Some of the world's biggest greenhouse gas emitters like the US and Australia and top oil exporters such as Saudi Arabia will try to water down language in a draft report, obtained by media earlier this month, that suggests reducing emissions could cost less than 3 percent of annual global economic activity, environmental activists said.
"Cost will be on everybody's mind," said environmental protection group WWF International's Martin Hiller. "Changing the energy system is costly but we can still afford to do it. The cost for doing nothing is staggering and could be up to 20 times more expensive."
Developing countries are likely to demand that richer countries help them adapt to warming global temperatures which are expected to cause widespread flooding, droughts and rising sea levels.
"If you take roads or electricity lines or buildings, they will all have to be adapted to climate change," said Hiller.
Today, the Intergovernmental Panel on Climate Change, a network of more than 2,000 scientists, will open a five-day meeting in Bangkok, Thailand, to finalize a report on how the world can mitigate rising levels of carbon dioxide, methane and other heat-trapping gases.
The draft report, which will be amended following comments from dozens of governments, says emissions can be cut below current levels if the world shifts away from carbon-heavy fuels like coal, invests in energy efficiency and reforms the agriculture sector.
Two previous IPCC reports this year painted a dire picture of a future in which unabated greenhouse gas emissions could drive global temperatures up as much as 6 C by 2100. Even a 2 C rise could subject up to 2 billion people to water shortages by 2050 and threaten extinction for 20 percent to 30 percent of the world's species, the IPCC said.
Technological options
The third report makes clear the world must quickly embrace a basket of technological options already available and being developed just to keep the temperature rise to 2 C.
Making buildings more energy-efficient, especially in the developing world, through better insulation, lighting and other steps, could also lead to significant cuts as would converting from coal to natural gas, nuclear power and renewable energy such as wind.
"We believe that you can reduce emissions by 50 percent by 2050 using renewable energy technology and energy efficiency," said Stephanie Tunmore, a climate campaigner for Greenpeace International. "Hopefully, energy efficiency will come out strongly in the report because that is really important.
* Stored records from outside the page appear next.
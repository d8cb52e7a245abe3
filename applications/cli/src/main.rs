//! Encore - interactive queue player shell

use anyhow::Context;
use clap::{Parser, Subcommand};
use encore_catalog::{Catalog, CatalogResolver};
use encore_cli::{session, CliConfig};
use encore_core::{time::format_length, TrackResolver};
use std::path::PathBuf;
use tokio::io::BufReader;
use tracing_subscriber::{layer::SubscriberExt, util::SubscriberInitExt};

#[derive(Parser)]
#[command(name = "encore")]
#[command(about = "Queue player shell", long_about = None)]
struct Cli {
    #[command(subcommand)]
    command: Commands,
}

#[derive(Subcommand)]
enum Commands {
    /// Start the interactive shell
    Run {
        /// Configuration file
        #[arg(short, long, env = "ENCORE_CONFIG")]
        config: Option<PathBuf>,

        /// Catalog file, overriding the configuration
        #[arg(long)]
        catalog: Option<PathBuf>,

        /// Default session, overriding the configuration
        #[arg(short, long)]
        session: Option<String>,
    },

    /// Search the catalog and exit
    Search {
        /// Search terms
        query: String,

        /// Configuration file
        #[arg(short, long, env = "ENCORE_CONFIG")]
        config: Option<PathBuf>,
    },

    /// Print the effective configuration
    Config {
        /// Configuration file
        #[arg(short, long, env = "ENCORE_CONFIG")]
        config: Option<PathBuf>,
    },
}

#[tokio::main]
async fn main() -> anyhow::Result<()> {
    // Logs go to stderr so they do not interleave with shell output
    tracing_subscriber::registry()
        .with(
            tracing_subscriber::EnvFilter::try_from_default_env()
                .unwrap_or_else(|_| "encore_cli=info,encore_playback=info".into()),
        )
        .with(tracing_subscriber::fmt::layer().with_writer(std::io::stderr))
        .init();

    let cli = Cli::parse();

    match cli.command {
        Commands::Run {
            config,
            catalog,
            session,
        } => {
            let mut config = CliConfig::load(config.as_deref())?;
            if let Some(catalog) = catalog {
                config.catalog.path = catalog;
            }
            if let Some(session) = session {
                config.session.default = session;
            }
            config.validate()?;
            run(config).await?;
        }
        Commands::Search { query, config } => {
            let config = CliConfig::load(config.as_deref())?;
            search(&config, &query).await?;
        }
        Commands::Config { config } => {
            let config = CliConfig::load(config.as_deref())?;
            print!(
                "{}",
                toml::to_string_pretty(&config).context("Cannot render configuration")?
            );
        }
    }

    Ok(())
}

async fn run(config: CliConfig) -> anyhow::Result<()> {
    let (dispatcher, announcements) = encore_cli::build(&config)
        .await
        .with_context(|| format!("Cannot start with catalog {}", config.catalog.path.display()))?;

    tracing::info!(session = %config.session.default, "Encore shell ready, type `help`");

    let input = BufReader::new(tokio::io::stdin());
    let output = tokio::io::stdout();

    tokio::select! {
        result = session::run(&dispatcher, input, output, announcements) => result?,
        _ = tokio::signal::ctrl_c() => {
            tracing::info!("Interrupted, closing sessions");
            dispatcher.registry().close_all().await;
        }
    }

    Ok(())
}

async fn search(config: &CliConfig, query: &str) -> anyhow::Result<()> {
    let catalog = Catalog::load(&config.catalog.path).await?;
    let resolver = CatalogResolver::new(catalog);

    let tracks = resolver.search(query).await?;
    if tracks.is_empty() {
        println!("No results for: {}", query);
    }
    for track in tracks {
        println!(
            "{:<16} {} ({})",
            track.id,
            track.name,
            format_length(track.duration)
        );
    }
    Ok(())
}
For the most part, it's a negative cost."
Over the next century, the report says, such technology as hydrogen-powered fuel cells, advanced hybrid and electric vehicles with better batteries, and carbon sequestration whereby carbon emissions are stored underground will become more commercially feasible.
The US delegation at the Bangkok meeting is expected to argue that the report's cost estimates are unrealistically low and that the expense of reducing greenhouse gases currently would be difficult at present for most nations to bear.
The damage from unabated climate change might eventually cost the global economy between 5 percent and 20 percent of GDP every year, according to a British government report last year.